Theatre is an art born out of our species’ impulse to congregate whether it be at a camp fire, a stage or before a bimah. Now, for the first time, we can’t.

This isn’t quite a case of only knowing what you’ve got ‘till it’s gone. It was clear early on during a life of theatre-going and then theatre reviewing that what happens on a stage can be a salve to the most troubled of times whether personal, national or global.

Theatre was there for us after 9/11. And with Tony Kushner’s Homebody Kabul, which was in rehearsal in New York when the twin towers were hit, it was even there before. The play contained the prophetic line “the Taliban are coming…”.

David Hare served the need for communal counselling after the Iraq War with Stuff Happens and then again with The Permanent Way after the Potters Bar train crash.

These are not necessarily the best of plays. But they did brilliantly what theatre has a way of doing as well if not better than anything — addressing a particular need at particular time.

The RSC’s 2006 production of Arthur Miller’s The Crucible wasn’t the best I ever saw — that would be Yael Farber’s 2014 production. But I saw it on the day I knew my marriage had failed.

Nothing in it reflected my life. But the power to transport me away from it was so therapeutic, I can still feel the sense of my fragmented life being put back together in a way that only happens by being given the kind of perspective that comes from being immersed in the lives of others.

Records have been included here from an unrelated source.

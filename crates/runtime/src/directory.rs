//! Client for the debugging endpoint's `/json/list` target listing.

use std::time::Duration;

use pilot_protocol::Target;
use serde_json::Value;
use tracing::{debug, trace};

use crate::error::{Error, Result};

/// Bound on the whole listing request.
pub const LISTING_TIMEOUT: Duration = Duration::from_millis(500);

/// Loopback host every endpoint is resolved on.
pub const LOOPBACK_HOST: &str = "127.0.0.1";

/// Lists automatable targets on a local debugging endpoint.
#[derive(Debug, Clone)]
pub struct TargetDirectory {
	client: reqwest::Client,
	timeout: Duration,
}

impl TargetDirectory {
	pub fn new() -> Result<Self> {
		Self::with_timeout(LISTING_TIMEOUT)
	}

	pub fn with_timeout(timeout: Duration) -> Result<Self> {
		let client = reqwest::Client::builder()
			.timeout(timeout)
			.no_proxy()
			.build()
			.map_err(|e| Error::TransportError(format!("Failed to create HTTP client: {}", e)))?;
		Ok(Self { client, timeout })
	}

	/// Lists the automatable targets on `port`.
	///
	/// Never fails: an unreachable endpoint, a timeout, a non-success status,
	/// or a malformed body all produce an empty list. Entries that are not
	/// automatable pages or webviews, or that cannot be parsed, are dropped.
	pub async fn list_targets(&self, port: u16) -> Vec<Target> {
		match self.fetch(port).await {
			Ok(raw) => {
				let total = raw.len();
				let targets: Vec<Target> = raw
					.into_iter()
					.filter_map(|entry| serde_json::from_value::<Target>(entry).ok())
					.filter(Target::is_automatable)
					.collect();
				trace!(target: "pilot.directory", port, total, automatable = targets.len(), "listed targets");
				targets
			}
			Err(reason) => {
				debug!(target: "pilot.directory", port, %reason, "target listing unavailable");
				Vec::new()
			}
		}
	}

	/// Whether at least one automatable target is listed on `port`.
	pub async fn is_available(&self, port: u16) -> bool {
		!self.list_targets(port).await.is_empty()
	}

	async fn fetch(&self, port: u16) -> std::result::Result<Vec<Value>, String> {
		let url = listing_url(port);
		// The client timeout covers the body; this also bounds name resolution and connect.
		let response = tokio::time::timeout(self.timeout, self.client.get(&url).send())
			.await
			.map_err(|_| format!("no response within {}ms", self.timeout.as_millis()))?
			.map_err(|e| e.to_string())?;

		if !response.status().is_success() {
			return Err(format!("unexpected status {}", response.status()));
		}

		let body: Value = response.json().await.map_err(|e| e.to_string())?;
		match body {
			Value::Array(entries) => Ok(entries),
			other => Err(format!("expected a JSON array, got {}", json_kind(&other))),
		}
	}
}

pub fn listing_url(port: u16) -> String {
	format!("http://{LOOPBACK_HOST}:{port}/json/list")
}

fn json_kind(value: &Value) -> &'static str {
	match value {
		Value::Null => "null",
		Value::Bool(_) => "boolean",
		Value::Number(_) => "number",
		Value::String(_) => "string",
		Value::Array(_) => "array",
		Value::Object(_) => "object",
	}
}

This is the solace that results from being led from solitude, even if it is not the physical kind.

When, in 1999, Complicite’s Mnemonic made use of the discovery of Otzi the iceman, whose body had been perfectly preserved in a Tyrolean glacier even though he lived 5,000 years ago, the result was a profound understanding of humanity’s interconnectedness.

The opening moments of the show had the blindfolded audience trace the veins on a leaf that became a map of each individual’s family tree, all the way back to the beginning of our species. That stays with me, too, as does the first time I saw Sondheim’s Company, which is about living in a city and being single and was the first time a I realised a musical could be about my life..

Theatre did all that for me and in countless other ways did it for millions of others. And there is a good deal of comfort to be had in knowing that when we emerge from our isolation it will do it again.